At the time, the court and counsel were addressing Wroten’s harassment of Annie Coaker.

            13            We conclude that Wroten has failed to demonstrate that he is entitled to resentencing because of this statement.  He is correct that his counsel twice referred to Ms. Vaughn instead of Ms. Coaker as the victim of his harassment.  However, he does not explain how this statement could have affected the sentence he was given, nor does he argue that the court actually relied on his attorney’s misstatement.  Therefore, he has not satisfied his obligation under Johnson, and he is not entitled to resentencing.

CONCLUSION

            14            Because we conclude that the circuit court’s plea colloquy was adequate, that the representation provided by Wroten’s trial counsel did not fall below the representation that a reasonably effective attorney would provide, and that Wroten did not establish that the court relied on inaccurate information in sentencing him, we affirm the judgment and order of the circuit court.

                        By the Court.—Judgment and order affirmed.

                        This opinion will not be published.  Wis. Stat. § 809.23(1)(b)4.

 

 

 


 



[1]  This appeal is decided by one judge pursuant to Wis. Stat. § 752.31(2)(f) (1999-2000).  All further references to the Wisconsin Statutes are to the 1999-2000 version unless otherwise noted.
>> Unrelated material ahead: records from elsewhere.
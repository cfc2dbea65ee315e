use keyring::Entry;
use keyring::Error as KeyringError;
use std::error::Error;
use std::fmt;
use std::fmt::Debug;
use tracing::trace;

/// Keychain service namespace shared by every memori credential entry.
pub const SERVICE_NAME: &str = "memori";

/// Account name of the API key entry within [`SERVICE_NAME`].
pub const API_KEY_ACCOUNT: &str = "api_key";

/// Account name of the display-only email entry within [`SERVICE_NAME`].
pub const ACCOUNT_EMAIL_ACCOUNT: &str = "account_email";

#[derive(Debug)]
pub enum SecretStoreError {
    Other(KeyringError),
}

impl SecretStoreError {
    pub fn new(error: KeyringError) -> Self {
        Self::Other(error)
    }

    pub fn message(&self) -> String {
        match self {
            Self::Other(error) => error.to_string(),
        }
    }
}

impl fmt::Display for SecretStoreError {
    fn fmt(&self, f: &mut fmt::Formatter<'_>) -> fmt::Result {
        match self {
            Self::Other(error) => write!(f, "{error}"),
        }
    }
}

impl Error for SecretStoreError {}

/// OS secure-store seam. All entries live under the fixed [`SERVICE_NAME`]
/// namespace; callers address them by account name only.
pub trait SecretStore: Debug + Send + Sync {
    fn load(&self, account: &str) -> Result<Option<String>, SecretStoreError>;
    fn save(&self, account: &str, value: &str) -> Result<(), SecretStoreError>;
    /// Returns true when an entry existed and was removed. Absence is not an
    /// error.
    fn delete(&self, account: &str) -> Result<bool, SecretStoreError>;
}

#[derive(Debug)]
pub struct KeyringSecretStore;

impl SecretStore for KeyringSecretStore {
    fn load(&self, account: &str) -> Result<Option<String>, SecretStoreError> {
        trace!("keyring.load start, account={account}");
        let entry = Entry::new(SERVICE_NAME, account).map_err(SecretStoreError::new)?;
        match entry.get_password() {
            Ok(value) => {
                trace!("keyring.load success, account={account}");
                Ok(Some(value))
            }
            Err(KeyringError::NoEntry) => {
                trace!("keyring.load no entry, account={account}");
                Ok(None)
            }
            Err(error) => {
                trace!("keyring.load error, account={account}, error={error}");
                Err(SecretStoreError::new(error))
            }
        }
    }

    fn save(&self, account: &str, value: &str) -> Result<(), SecretStoreError> {
        trace!(
            "keyring.save start, account={account}, value_len={}",
            value.len()
        );
        let entry = Entry::new(SERVICE_NAME, account).map_err(SecretStoreError::new)?;
        match entry.set_password(value) {
            Ok(()) => {
                trace!("keyring.save success, account={account}");
                Ok(())
            }
            Err(error) => {
                trace!("keyring.save error, account={account}, error={error}");
                Err(SecretStoreError::new(error))
            }
        }
    }

    fn delete(&self, account: &str) -> Result<bool, SecretStoreError> {
        trace!("keyring.delete start, account={account}");
        let entry = Entry::new(SERVICE_NAME, account).map_err(SecretStoreError::new)?;
        match entry.delete_credential() {
            Ok(()) => {
                trace!("keyring.delete success, account={account}");
                Ok(true)
            }
            Err(KeyringError::NoEntry) => {
                trace!("keyring.delete no entry, account={account}");
                Ok(false)
            }
            Err(error) => {
                trace!("keyring.delete error, account={account}, error={error}");
                Err(SecretStoreError::new(error))
            }
        }
    }
}

pub mod tests {
    use super::SecretStore;
    use super::SecretStoreError;
    use keyring::Error as KeyringError;
    use keyring::credential::CredentialApi as _;
    use keyring::mock::MockCredential;
    use std::collections::HashMap;
    use std::sync::Arc;
    use std::sync::Mutex;
    use std::sync::PoisonError;

    #[derive(Default, Clone, Debug)]
    pub struct MockSecretStore {
        credentials: Arc<Mutex<HashMap<String, Arc<MockCredential>>>>,
    }

    impl MockSecretStore {
        pub fn credential(&self, account: &str) -> Arc<MockCredential> {
            let mut guard = self
                .credentials
                .lock()
                .unwrap_or_else(PoisonError::into_inner);
            guard
                .entry(account.to_string())
                .or_insert_with(|| Arc::new(MockCredential::default()))
                .clone()
        }

        pub fn saved_value(&self, account: &str) -> Option<String> {
            let credential = {
                let guard = self
                    .credentials
                    .lock()
                    .unwrap_or_else(PoisonError::into_inner);
                guard.get(account).cloned()
            }?;
            credential.get_password().ok()
        }

        /// Arms the given account so the next keyring operation on it fails.
        pub fn set_error(&self, account: &str, error: KeyringError) {
            let credential = self.credential(account);
            credential.set_error(error);
        }

        pub fn contains(&self, account: &str) -> bool {
            let guard = self
                .credentials
                .lock()
                .unwrap_or_else(PoisonError::into_inner);
            guard.contains_key(account)
        }
    }

    impl SecretStore for MockSecretStore {
        fn load(&self, account: &str) -> Result<Option<String>, SecretStoreError> {
            let credential = {
                let guard = self
                    .credentials
                    .lock()
                    .unwrap_or_else(PoisonError::into_inner);
                guard.get(account).cloned()
            };

            let Some(credential) = credential else {
                return Ok(None);
            };

            match credential.get_password() {
                Ok(value) => Ok(Some(value)),
                Err(KeyringError::NoEntry) => Ok(None),
                Err(error) => Err(SecretStoreError::new(error)),
            }
        }

        fn save(&self, account: &str, value: &str) -> Result<(), SecretStoreError> {
            let credential = self.credential(account);
            credential
                .set_password(value)
                .map_err(SecretStoreError::new)
        }

        fn delete(&self, account: &str) -> Result<bool, SecretStoreError> {
            let credential = {
                let guard = self
                    .credentials
                    .lock()
                    .unwrap_or_else(PoisonError::into_inner);
                guard.get(account).cloned()
            };

            let Some(credential) = credential else {
                return Ok(false);
            };

            let removed = match credential.delete_credential() {
                Ok(()) => Ok(true),
                Err(KeyringError::NoEntry) => Ok(false),
                Err(error) => Err(SecretStoreError::new(error)),
            }?;

            let mut guard = self
                .credentials
                .lock()
                .unwrap_or_else(PoisonError::into_inner);
            guard.remove(account);
            Ok(removed)
        }
    }
}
[2]  In his reply brief, Wroten vehemently claims that he is not trying to withdraw his guilty plea; instead he asks us to vacate it because his constitutional rights were violated.  Wroten does not explain the difference between the two concepts, and we are unable to discover one.  See State v. Velez, 224 Wis. 2d 1, 12, 589 N.W.2d 9, 14 (1999).  Therefore, despite his characterization, we construe his appeal as an attempt to withdraw his guilty plea.

[3]  The plea agreement is not included in the record.  The court had ascertained Wroten’s educational background and ability to read in an earlier plea hearing.